Exactly how many lines in the data below contain the string "SymbolPair"? Give that number and nothing else.

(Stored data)

.....

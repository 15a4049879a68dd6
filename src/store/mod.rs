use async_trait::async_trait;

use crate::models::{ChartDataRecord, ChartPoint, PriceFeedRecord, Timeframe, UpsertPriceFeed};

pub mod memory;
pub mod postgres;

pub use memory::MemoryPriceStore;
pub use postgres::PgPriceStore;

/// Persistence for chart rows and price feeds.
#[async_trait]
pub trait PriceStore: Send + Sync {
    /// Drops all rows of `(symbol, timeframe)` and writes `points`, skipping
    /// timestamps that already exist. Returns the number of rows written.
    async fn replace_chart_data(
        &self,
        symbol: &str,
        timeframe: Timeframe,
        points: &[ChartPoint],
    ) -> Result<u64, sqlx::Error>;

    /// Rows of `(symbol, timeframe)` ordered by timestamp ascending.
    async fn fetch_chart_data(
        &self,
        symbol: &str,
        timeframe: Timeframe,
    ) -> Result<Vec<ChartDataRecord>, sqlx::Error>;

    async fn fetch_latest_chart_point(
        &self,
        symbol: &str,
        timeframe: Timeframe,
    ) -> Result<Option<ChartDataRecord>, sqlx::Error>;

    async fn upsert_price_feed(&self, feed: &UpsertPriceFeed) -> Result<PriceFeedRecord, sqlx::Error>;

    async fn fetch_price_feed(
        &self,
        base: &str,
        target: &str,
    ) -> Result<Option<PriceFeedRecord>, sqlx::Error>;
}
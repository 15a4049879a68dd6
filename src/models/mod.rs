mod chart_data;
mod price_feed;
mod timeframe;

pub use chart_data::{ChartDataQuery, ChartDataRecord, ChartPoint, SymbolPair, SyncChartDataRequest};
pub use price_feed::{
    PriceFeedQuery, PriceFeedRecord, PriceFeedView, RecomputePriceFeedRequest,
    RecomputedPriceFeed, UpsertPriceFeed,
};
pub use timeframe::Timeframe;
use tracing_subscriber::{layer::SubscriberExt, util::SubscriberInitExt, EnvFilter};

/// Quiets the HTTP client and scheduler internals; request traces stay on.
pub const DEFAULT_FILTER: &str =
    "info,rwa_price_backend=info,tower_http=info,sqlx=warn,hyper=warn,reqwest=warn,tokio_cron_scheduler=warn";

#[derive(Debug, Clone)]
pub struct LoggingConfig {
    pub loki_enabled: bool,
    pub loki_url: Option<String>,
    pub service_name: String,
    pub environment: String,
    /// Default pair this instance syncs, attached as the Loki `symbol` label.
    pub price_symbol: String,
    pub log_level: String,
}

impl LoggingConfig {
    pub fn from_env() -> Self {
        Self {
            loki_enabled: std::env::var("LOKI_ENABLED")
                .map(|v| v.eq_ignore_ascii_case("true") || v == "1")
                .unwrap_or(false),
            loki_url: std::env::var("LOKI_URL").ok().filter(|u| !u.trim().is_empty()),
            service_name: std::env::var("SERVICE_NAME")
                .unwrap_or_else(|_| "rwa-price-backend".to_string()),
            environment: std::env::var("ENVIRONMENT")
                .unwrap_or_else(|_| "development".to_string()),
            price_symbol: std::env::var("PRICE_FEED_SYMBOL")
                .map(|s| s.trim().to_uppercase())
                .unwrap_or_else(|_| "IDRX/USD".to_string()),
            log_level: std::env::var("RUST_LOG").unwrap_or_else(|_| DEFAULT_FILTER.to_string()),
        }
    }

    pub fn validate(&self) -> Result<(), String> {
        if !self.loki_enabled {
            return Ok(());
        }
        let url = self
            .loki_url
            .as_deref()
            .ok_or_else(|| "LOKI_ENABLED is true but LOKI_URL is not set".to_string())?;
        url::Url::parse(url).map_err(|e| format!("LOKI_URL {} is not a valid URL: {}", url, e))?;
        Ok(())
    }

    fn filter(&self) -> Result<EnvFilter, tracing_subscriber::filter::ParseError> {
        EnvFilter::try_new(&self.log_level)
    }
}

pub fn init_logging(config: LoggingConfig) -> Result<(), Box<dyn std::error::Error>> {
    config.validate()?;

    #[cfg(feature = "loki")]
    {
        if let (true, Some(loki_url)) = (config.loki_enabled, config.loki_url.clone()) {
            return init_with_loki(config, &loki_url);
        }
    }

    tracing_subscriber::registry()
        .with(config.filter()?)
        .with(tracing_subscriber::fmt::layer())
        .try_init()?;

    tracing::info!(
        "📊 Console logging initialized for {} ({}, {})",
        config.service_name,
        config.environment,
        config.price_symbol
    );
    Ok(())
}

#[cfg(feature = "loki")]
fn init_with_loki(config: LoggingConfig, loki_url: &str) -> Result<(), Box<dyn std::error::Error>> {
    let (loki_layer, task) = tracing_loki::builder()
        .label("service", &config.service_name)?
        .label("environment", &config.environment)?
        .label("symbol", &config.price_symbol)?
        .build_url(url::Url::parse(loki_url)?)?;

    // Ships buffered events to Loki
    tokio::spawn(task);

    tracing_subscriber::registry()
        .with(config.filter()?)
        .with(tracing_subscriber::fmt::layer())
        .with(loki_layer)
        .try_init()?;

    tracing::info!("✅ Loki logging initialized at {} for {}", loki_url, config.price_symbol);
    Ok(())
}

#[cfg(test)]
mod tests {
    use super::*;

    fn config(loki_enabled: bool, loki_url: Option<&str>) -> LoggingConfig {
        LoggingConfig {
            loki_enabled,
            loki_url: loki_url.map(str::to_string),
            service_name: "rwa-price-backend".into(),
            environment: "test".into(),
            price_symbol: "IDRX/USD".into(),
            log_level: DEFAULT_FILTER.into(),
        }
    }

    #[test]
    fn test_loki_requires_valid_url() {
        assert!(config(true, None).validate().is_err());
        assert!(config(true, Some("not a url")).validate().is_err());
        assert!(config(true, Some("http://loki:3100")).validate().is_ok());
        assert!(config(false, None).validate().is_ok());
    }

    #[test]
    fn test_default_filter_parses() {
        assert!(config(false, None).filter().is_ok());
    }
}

.....

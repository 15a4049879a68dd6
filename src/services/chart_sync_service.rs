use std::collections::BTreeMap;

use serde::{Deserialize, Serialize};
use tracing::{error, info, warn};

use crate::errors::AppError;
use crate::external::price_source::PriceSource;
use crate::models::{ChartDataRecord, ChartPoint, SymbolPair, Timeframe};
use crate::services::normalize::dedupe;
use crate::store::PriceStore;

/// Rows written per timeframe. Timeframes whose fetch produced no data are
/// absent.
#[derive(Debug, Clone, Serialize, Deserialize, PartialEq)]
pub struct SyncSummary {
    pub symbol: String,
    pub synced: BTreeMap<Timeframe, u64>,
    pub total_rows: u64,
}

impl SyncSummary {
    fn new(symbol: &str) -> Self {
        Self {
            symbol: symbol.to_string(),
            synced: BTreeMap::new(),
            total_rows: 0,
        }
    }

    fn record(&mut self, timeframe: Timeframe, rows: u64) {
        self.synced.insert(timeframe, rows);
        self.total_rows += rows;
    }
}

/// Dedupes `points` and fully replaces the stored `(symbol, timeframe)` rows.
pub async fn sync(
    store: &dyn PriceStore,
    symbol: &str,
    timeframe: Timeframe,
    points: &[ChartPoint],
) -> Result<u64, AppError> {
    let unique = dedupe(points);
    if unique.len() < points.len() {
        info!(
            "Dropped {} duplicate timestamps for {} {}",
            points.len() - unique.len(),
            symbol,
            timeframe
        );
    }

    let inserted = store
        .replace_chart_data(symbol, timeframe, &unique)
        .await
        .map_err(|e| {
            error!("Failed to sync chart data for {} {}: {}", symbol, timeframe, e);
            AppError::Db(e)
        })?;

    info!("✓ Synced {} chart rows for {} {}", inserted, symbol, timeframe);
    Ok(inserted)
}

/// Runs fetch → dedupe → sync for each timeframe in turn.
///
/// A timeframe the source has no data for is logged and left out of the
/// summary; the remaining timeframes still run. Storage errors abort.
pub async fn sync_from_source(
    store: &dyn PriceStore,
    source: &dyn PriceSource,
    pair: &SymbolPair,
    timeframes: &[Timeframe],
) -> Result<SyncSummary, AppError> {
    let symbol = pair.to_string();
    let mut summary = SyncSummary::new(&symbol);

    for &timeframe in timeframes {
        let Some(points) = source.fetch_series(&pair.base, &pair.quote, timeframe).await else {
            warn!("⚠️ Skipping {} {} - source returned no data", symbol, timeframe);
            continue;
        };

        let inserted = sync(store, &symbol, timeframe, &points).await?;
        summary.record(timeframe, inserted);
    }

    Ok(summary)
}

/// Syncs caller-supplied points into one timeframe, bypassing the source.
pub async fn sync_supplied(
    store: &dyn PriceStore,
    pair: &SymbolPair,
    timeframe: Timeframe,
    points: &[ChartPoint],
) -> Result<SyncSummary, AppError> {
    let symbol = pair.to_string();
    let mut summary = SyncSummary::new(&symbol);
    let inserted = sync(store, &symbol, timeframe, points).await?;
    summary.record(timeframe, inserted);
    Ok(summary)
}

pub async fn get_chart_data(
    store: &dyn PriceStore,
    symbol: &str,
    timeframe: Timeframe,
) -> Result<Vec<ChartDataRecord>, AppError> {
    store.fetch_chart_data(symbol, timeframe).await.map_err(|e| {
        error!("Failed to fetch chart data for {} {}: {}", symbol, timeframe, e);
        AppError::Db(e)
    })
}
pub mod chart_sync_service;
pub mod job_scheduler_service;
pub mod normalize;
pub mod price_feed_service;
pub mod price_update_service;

.....

> **EXERCISE RESPONSE**:
4